> **Exercise details**: Among the entries that follow, the required portion opens with the line containing "filename ralph/src/io/config.rs" and closes with the line containing "hour (0 = unlimited).". Give that portion again exactly, and nothing else.

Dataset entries
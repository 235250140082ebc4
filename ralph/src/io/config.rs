//! Loop configuration stored under `.ralph/config.toml`.

use std::fs;
use std::io::ErrorKind;
use std::path::Path;

use anyhow::{Context, Result, anyhow, bail};
use serde::{Deserialize, Serialize};
use tracing::{debug, warn};

/// Loop configuration (TOML).
///
/// Missing fields take their defaults so a partially written file stays usable.
#[derive(Debug, Clone, Serialize, Deserialize, PartialEq)]
#[serde(default)]
pub struct RalphConfig {
    /// Instructions handed to the agent every iteration.
    pub prompt_file: String,
    /// Project conventions the agent must follow.
    pub conventions_file: String,
    /// Task list the agent works through.
    pub specs_file: String,
    /// Iterations per run.
    pub max_iterations: u32,
    /// Iterations allowed in any trailing hour (0 = unlimited).
    pub max_per_hour: u32,
    /// Iterations allowed in any trailing day (0 = unlimited).
    pub max_per_day: u32,
    #[serde(skip_serializing_if = "Option::is_none")]
    pub model: Option<String>,
    /// Pause between iterations, in seconds.
    pub delay_secs: f64,
}

impl Default for RalphConfig {
    fn default() -> Self {
        Self {
            prompt_file: "PROMPT.md".to_string(),
            conventions_file: "CONVENTIONS.md".to_string(),
            specs_file: "SPECS.md".to_string(),
            max_iterations: 50,
            max_per_hour: 0,
            max_per_day: 0,
            model: None,
            delay_secs: 2.0,
        }
    }
}

/// Keys accepted by `ralph config set`.
pub const CONFIG_KEYS: &[&str] = &[
    "prompt_file",
    "conventions_file",
    "specs_file",
    "max_iterations",
    "max_per_hour",
    "max_per_day",
    "model",
    "delay_secs",
];

impl RalphConfig {
    pub fn validate(&self) -> Result<()> {
        for (key, value) in [
            ("prompt_file", &self.prompt_file),
            ("conventions_file", &self.conventions_file),
            ("specs_file", &self.specs_file),
        ] {
            if value.trim().is_empty() {
                bail!("{key} must not be empty");
            }
        }
        if self.max_iterations == 0 {
            bail!("max_iterations must be > 0");
        }
        if !self.delay_secs.is_finite() || self.delay_secs < 0.0 {
            bail!("delay_secs must be a non-negative number");
        }
        Ok(())
    }

    /// Update one key from its textual form.
    pub fn set(&mut self, key: &str, value: &str) -> Result<()> {
        match key {
            "prompt_file" => self.prompt_file = value.to_string(),
            "conventions_file" => self.conventions_file = value.to_string(),
            "specs_file" => self.specs_file = value.to_string(),
            "max_iterations" => self.max_iterations = parse_value(key, value)?,
            "max_per_hour" => self.max_per_hour = parse_value(key, value)?,
            "max_per_day" => self.max_per_day = parse_value(key, value)?,
            "model" => {
                self.model = (!value.trim().is_empty()).then(|| value.to_string());
            }
            "delay_secs" => self.delay_secs = parse_value(key, value)?,
            other => {
                return Err(anyhow!(
                    "unknown config key: {other} (expected one of: {})",
                    CONFIG_KEYS.join(", ")
                ));
            }
        }
        self.validate()
    }

    pub fn to_toml(&self) -> Result<String> {
        toml::to_string_pretty(self).context("serialize config toml")
    }
}

fn parse_value<T>(key: &str, value: &str) -> Result<T>
where
    T: std::str::FromStr,
    T::Err: std::error::Error + Send + Sync + 'static,
{
    value
        .trim()
        .parse()
        .with_context(|| format!("parse {key} value {value:?}"))
}

/// Load config from a TOML file.
///
/// A missing file yields the defaults. A file that cannot be read, parsed or
/// validated also yields the defaults, with a warning, so a bad edit never
/// blocks a run.
pub fn load_config(path: &Path) -> RalphConfig {
    match try_load_config(path) {
        Ok(Some(cfg)) => cfg,
        Ok(None) => RalphConfig::default(),
        Err(err) => {
            warn!(
                path = %path.display(),
                err = %format!("{err:#}"),
                "ignoring invalid config, using defaults"
            );
            RalphConfig::default()
        }
    }
}

/// Strict variant of [`load_config`]: `Ok(None)` when missing, errors otherwise.
pub fn try_load_config(path: &Path) -> Result<Option<RalphConfig>> {
    let contents = match fs::read_to_string(path) {
        Ok(contents) => contents,
        Err(err) if err.kind() == ErrorKind::NotFound => return Ok(None),
        Err(err) => return Err(err).with_context(|| format!("read {}", path.display())),
    };
    let cfg: RalphConfig =
        toml::from_str(&contents).with_context(|| format!("parse {}", path.display()))?;
    cfg.validate()
        .with_context(|| format!("validate {}", path.display()))?;
    debug!(path = %path.display(), "config loaded");
    Ok(Some(cfg))
}

/// Atomically write config to disk (temp file + rename).
pub fn write_config(path: &Path, cfg: &RalphConfig) -> Result<()> {
    cfg.validate()?;
    let mut buf = cfg.to_toml()?;
    if !buf.ends_with('\n') {
        buf.push('\n');
    }
    write_atomic(path, &buf)
}

fn write_atomic(path: &Path, contents: &str) -> Result<()> {
    let parent = path
        .parent()
        .with_context(|| format!("config path missing parent {}", path.display()))?;
    fs::create_dir_all(parent).with_context(|| format!("create directory {}", parent.display()))?;
    let tmp_path = path.with_extension("toml.tmp");
    fs::write(&tmp_path, contents)
        .with_context(|| format!("write temp config {}", tmp_path.display()))?;
    fs::rename(&tmp_path, path).with_context(|| format!("replace config {}", path.display()))?;
    Ok(())
}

> **Problem solution**:
filename ralph/src/io/config.rs
//! Loop configuration stored under `.ralph/config.toml`.

use std::fs;
use std::io::ErrorKind;
use std::path::Path;

use anyhow::{Context, Result, anyhow, bail};
use serde::{Deserialize, Serialize};
use tracing::{debug, warn};

/// Loop configuration (TOML).
///
/// Missing fields take their defaults so a partially written file stays usable.
#[derive(Debug, Clone, Serialize, Deserialize, PartialEq)]
#[serde(default)]
pub struct RalphConfig {
    /// Instructions handed to the agent every iteration.
    pub prompt_file: String,
    /// Project conventions the agent must follow.
    pub conventions_file: String,
    /// Task list the agent works through.
    pub specs_file: String,
    /// Iterations per run.
    pub max_iterations: u32,
    /// Iterations allowed in any trailing hour (0 = unlimited).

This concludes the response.